El Gobierno de Colombia ha anunciado que los arriendos y pensiones en el país se ajustarán en función del salario mínimo hasta el año 2026. Esta medida, que entra en vigor de manera inmediata, busca brindar estabilidad y previsibilidad a los colombianos en un contexto de alta inflación.
Según el decreto firmado por las autoridades, los incrementos anuales de los cánones de arrendamiento y las pensiones no podrán superar el aumento del salario mínimo, que tradicionalmente se ajusta cada 1 de enero. De esta manera, se espera proteger el poder adquisitivo de los ciudadanos y evitar que los costos de vivienda y servicios se disparen por encima de sus ingresos.
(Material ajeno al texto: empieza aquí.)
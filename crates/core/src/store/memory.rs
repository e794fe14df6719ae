//! Process-local [`TodoStore`] backed by an insertion-ordered map.

use async_trait::async_trait;
use indexmap::IndexMap;
use tokio::sync::RwLock;

use super::{StoreError, TodoStore};
use crate::todo::{Todo, TodoStatus};
use crate::types::TodoId;

/// Keeps every todo in memory, in insertion order. Contents are lost on exit.
#[derive(Debug, Default)]
pub struct InMemoryTodoStore {
    todos: RwLock<IndexMap<TodoId, Todo>>,
}

impl InMemoryTodoStore {
    pub fn new() -> Self {
        Self::default()
    }

    /// Number of stored records.
    pub async fn len(&self) -> usize {
        self.todos.read().await.len()
    }

    pub async fn is_empty(&self) -> bool {
        self.todos.read().await.is_empty()
    }
}

#[async_trait]
impl TodoStore for InMemoryTodoStore {
    async fn insert(&self, todo: &Todo) -> Result<(), StoreError> {
        let mut todos = self.todos.write().await;
        if todos.contains_key(&todo.id) {
            return Err(StoreError::Backend(format!(
                "duplicate todo id {}",
                todo.id
            )));
        }
        todos.insert(todo.id, todo.clone());
        Ok(())
    }

    async fn find_by_id(&self, id: TodoId) -> Result<Option<Todo>, StoreError> {
        Ok(self.todos.read().await.get(&id).cloned())
    }

    async fn find_all(&self, status: Option<TodoStatus>) -> Result<Vec<Todo>, StoreError> {
        let todos = self.todos.read().await;
        Ok(todos
            .values()
            .filter(|todo| status.map_or(true, |s| todo.status == s))
            .cloned()
            .collect())
    }

    async fn update(&self, todo: &Todo) -> Result<bool, StoreError> {
        let mut todos = self.todos.write().await;
        match todos.get_mut(&todo.id) {
            Some(existing) => {
                *existing = todo.clone();
                Ok(true)
            }
            None => Ok(false),
        }
    }

    async fn remove(&self, id: TodoId) -> Result<u64, StoreError> {
        let removed = self.todos.write().await.shift_remove(&id);
        Ok(u64::from(removed.is_some()))
    }

    async fn health_check(&self) -> Result<(), StoreError> {
        Ok(())
    }
}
"Esta es una decisión histórica que busca equilibrar los intereses de inquilinos y propietarios, y garantizar que los colombianos puedan acceder a una vivienda digna sin que eso comprometa su economía familiar", explicó el ministro de Vivienda, Carlos Holmes Trujillo.
La medida llega en un momento en que el país enfrenta una inflación de dos dígitos, lo que ha generado un fuerte impacto en el bolsillo de los ciudadanos. Según datos oficiales, el costo de vida en Colombia aumentó 12.1% en los últimos 12 meses, siendo los rubros de vivienda, alimentos y transporte los más afectados.
"Estamos conscientes de que esta no es la solución definitiva a la crisis económica, pero es un primer paso importante para proteger a los sectores más vulnerables", agregó el ministro. "Seguiremos trabajando en otras iniciativas que permitan mejorar la calidad de vida de los colombianos".
La decisión del Gobierno ha sido bien recibida por organizaciones de inquilinos y de la tercera edad, quienes han denunciado en reiteradas ocasiones los abusos en los incrementos de arriendos y pensiones. Sin embargo, algunos propietarios y gremios inmobiliarios han manifestado su preocupación por el impacto que esto pueda tener en sus ingresos.
"Entendemos la necesidad de proteger a los arrendatarios, pero también debemos considerar los costos que enfrentan los propietarios, como los impuestos, los servicios y el mantenimiento de los inmuebles", señaló Jaime Gómez, presidente de la Cámara Colombiana de la Construcción.
A pesar de estas inquietudes, el Gobierno ha reiterado su compromiso de mantener esta política hasta 2026, con el objetivo de brindar certidumbre y estabilidad a los colombianos en un contexto económico desafiante.